She wished then that this great and terrible love could create life, that something beautiful could grow from the darkness. But she knew it was an impossible wish. The IVF had not succeeded, so many months ago. There were no more viable ova left. She was as barren as the moon.

"Never give up on a miracle," he'd said to her after the IVF had failed.

Something bloomed inside her then, as she moved against Mulder's body, as she felt him buck against her with his orgasm. A small spark of hope that flared white-hot and then sputtered out and dimmed.

Now, she desperately wants to believe that this was the night when sperm met egg and cells began to divide and multiply.

She's scared, so scared that this, like so many other things, will end in horror. That she'll endure nine months of pregnancy and hours of labor, only to find that her much-wanted baby is some kind of horrible thing, destined to never live and thrive. Once she had to watch a pretty little girl die. She cannot live through that again.

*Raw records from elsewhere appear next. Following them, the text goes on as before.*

//! Output Formatting
//!
//! Human-readable output for case reports: results grouped by class, one
//! line per case with a status icon (✓/✗/💥/?), then a corpus summary.

use fluxcase_report::{CaseReportResult, CaseStatus, Report};

fn status_icon(status: CaseStatus) -> &'static str {
    match status {
        CaseStatus::Match => "✓",
        CaseStatus::Mismatch => "✗",
        CaseStatus::HarnessError => "💥",
        CaseStatus::ParseError => "?",
    }
}

fn case_line(result: &CaseReportResult) -> String {
    let input = result.args.as_deref().unwrap_or(&result.source);
    let mut line = format!(
        "    {} #{} {}",
        status_icon(result.status),
        result.case_index,
        input
    );
    match result.status {
        CaseStatus::Match => {
            line.push_str(&format!(" -> {}", result.actual.as_deref().unwrap_or("")));
        }
        CaseStatus::Mismatch => {
            line.push_str(&format!(
                " -> expected {}, got {}",
                result.expected.join(" | "),
                result.actual.as_deref().unwrap_or("")
            ));
        }
        CaseStatus::HarnessError | CaseStatus::ParseError => {
            line.push_str(&format!(
                "\n        {}: {}",
                result.status.as_str(),
                result.message.as_deref().unwrap_or("")
            ));
        }
    }
    if let Some(change) = &result.baseline_change {
        line.push_str(&format!(
            "  [was {}{}]",
            change.previous_status.as_str(),
            change
                .previous_actual
                .as_deref()
                .map(|a| format!(": {}", a))
                .unwrap_or_default()
        ));
    }
    line.push('\n');
    line
}

/// Format a report for human-readable terminal display
///
/// Only non-matching cases are listed unless `verbose` is set.
pub fn format_human_output(report: &Report, verbose: bool) -> String {
    let mut output = String::new();

    output.push('\n');
    output.push_str("Fluxcase Results\n");
    output.push_str(&"=".repeat(60));
    output.push_str("\n\n");

    // Group by class, keeping declaration order of first appearance
    let mut groups: Vec<(&str, Vec<&CaseReportResult>)> = Vec::new();
    for result in &report.results {
        match groups.iter_mut().find(|(class, _)| *class == result.class) {
            Some((_, members)) => members.push(result),
            None => groups.push((&result.class, vec![result])),
        }
    }

    for (class, results) in groups {
        output.push_str(&format!("Class: {}\n", class));
        output.push_str(&"-".repeat(60));
        output.push('\n');

        let mut current_method: Option<&str> = None;
        for result in results {
            if current_method != Some(result.method_id.as_str()) {
                current_method = Some(result.method_id.as_str());
                let summary = report.methods.iter().find(|m| m.method_id == result.method_id);
                let (matched, total) = summary.map(|m| (m.matched, m.total)).unwrap_or((0, 0));
                let icon = if matched == total { "✓" } else { "✗" };
                output.push_str(&format!(
                    "  {} {} ({}/{})\n",
                    icon, result.method_name, matched, total
                ));
            }
            if verbose || result.status.is_failure() || result.baseline_change.is_some() {
                output.push_str(&case_line(result));
            }
        }
        output.push('\n');
    }

    if let Some(baseline) = &report.baseline_meta {
        output.push_str(&format!(
            "Baseline: {} ({})\n",
            baseline.git_commit.as_deref().unwrap_or("unknown commit"),
            baseline.timestamp.format("%Y-%m-%d %H:%M:%S UTC")
        ));
        if report.summary.changed_vs_baseline > 0 {
            output.push_str(&format!(
                "  {} case(s) changed verdict since the baseline; unstable results point at nondeterministic corpus methods\n",
                report.summary.changed_vs_baseline
            ));
        }
        output.push('\n');
    }

    // Summary
    let s = &report.summary;
    output.push_str("Summary\n");
    output.push_str(&"-".repeat(60));
    output.push('\n');
    output.push_str(&format!(
        "  Methods: {}  Cases: {}  Matched: {}  Mismatched: {}  Harness errors: {}  Parse errors: {}\n",
        s.total_methods, s.total_cases, s.matched, s.mismatched, s.harness_errors, s.parse_errors
    ));
    if s.timeouts > 0 {
        output.push_str(&format!("  Timeouts: {}\n", s.timeouts));
    }
    output.push_str(&format!("  Duration: {:.2} ms\n", s.total_duration_ms));

    output
}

She has a piece of paper, the results of the amniocentesis, that tells her in black and white print that the baby is male, is genetically normal, and is, in all probability, the son of Fox Mulder. But she won't believe it until she can see the baby with her own eyes, can count his fingers and toes, and can run the tests herself. She's been cruelly deceived before.

The spare bedroom is still a spare bedroom. The baby is due in just a few months and she hasn't bought a crib or so much as a diaper yet. Her mother thinks she's following old Irish superstition that you cannot presume that God will give you a healthy child and so you don't prepare for its arrival until the baby is born. Perhaps she is.

She picks up the St. Jude card and stares at his face, surrounded by flames. There's nothing he can do for her. She needs a woman for this work, someone who understands what it's like to be a mother.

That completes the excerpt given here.